**PROBLEM**
Retype every entry below without altering anything.

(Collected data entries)
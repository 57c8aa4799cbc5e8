//! Member repository trait
//!
//! Defines the interface for member storage operations.

use async_trait::async_trait;
use serde_json::{Map, Value};
use uuid::Uuid;

use super::model::Member;
use crate::Result;

/// Repository interface for member CRUD and funding operations
#[async_trait]
pub trait MemberRepository: Send + Sync {
    /// Create a new member
    async fn create(&self, member: Member) -> Result<Member>;

    /// Get a member by internal ID
    async fn get(&self, id: Uuid) -> Result<Option<Member>>;

    /// Get a member by external membership ID
    async fn get_by_member_id(&self, member_id: &str) -> Result<Option<Member>>;

    /// Get all members, oldest first
    async fn list(&self) -> Result<Vec<Member>>;

    /// Apply field changes to an existing member
    async fn update(&self, id: Uuid, changes: Map<String, Value>) -> Result<Member>;

    /// Add `amount` to the balance of the member with external ID `member_id`
    async fn fund(&self, member_id: &str, amount: i64) -> Result<Member>;

    /// Delete a member by internal ID
    async fn delete(&self, id: Uuid) -> Result<bool>;
}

**RESPONSE TO THIS EXERCISE**
repository 57c8aa4799cbc5e8
//! Member repository trait
//!
//! Defines the interface for member storage operations.

use async_trait::async_trait;
use serde_json::{Map, Value};
use uuid::Uuid;

use super::model::Member;
use crate::Result;

/// Repository interface for member CRUD and funding operations
#[async_trait]
pub trait MemberRepository: Send + Sync {
    /// Create a new member
    async fn create(&self, member: Member) -> Result<Member>;

    /// Get a member by internal ID
    async fn get(&self, id: Uuid) -> Result<Option<Member>>;

    /// Get a member by external membership ID
    async fn get_by_member_id(&self, member_id: &str) -> Result<Option<Member>>;

    /// Get all members, oldest first
    async fn list(&self) -> Result<Vec<Member>>;

    /// Apply field changes to an existing member
    async fn update(&self, id: Uuid, changes: Map<String, Value>) -> Result<Member>;

    /// Add `amount` to the balance of the member with external ID `member_id`
    async fn fund(&self, member_id: &str, amount: i64) -> Result<Member>;

    /// Delete a member by internal ID
    async fn delete(&self, id: Uuid) -> Result<bool>;
}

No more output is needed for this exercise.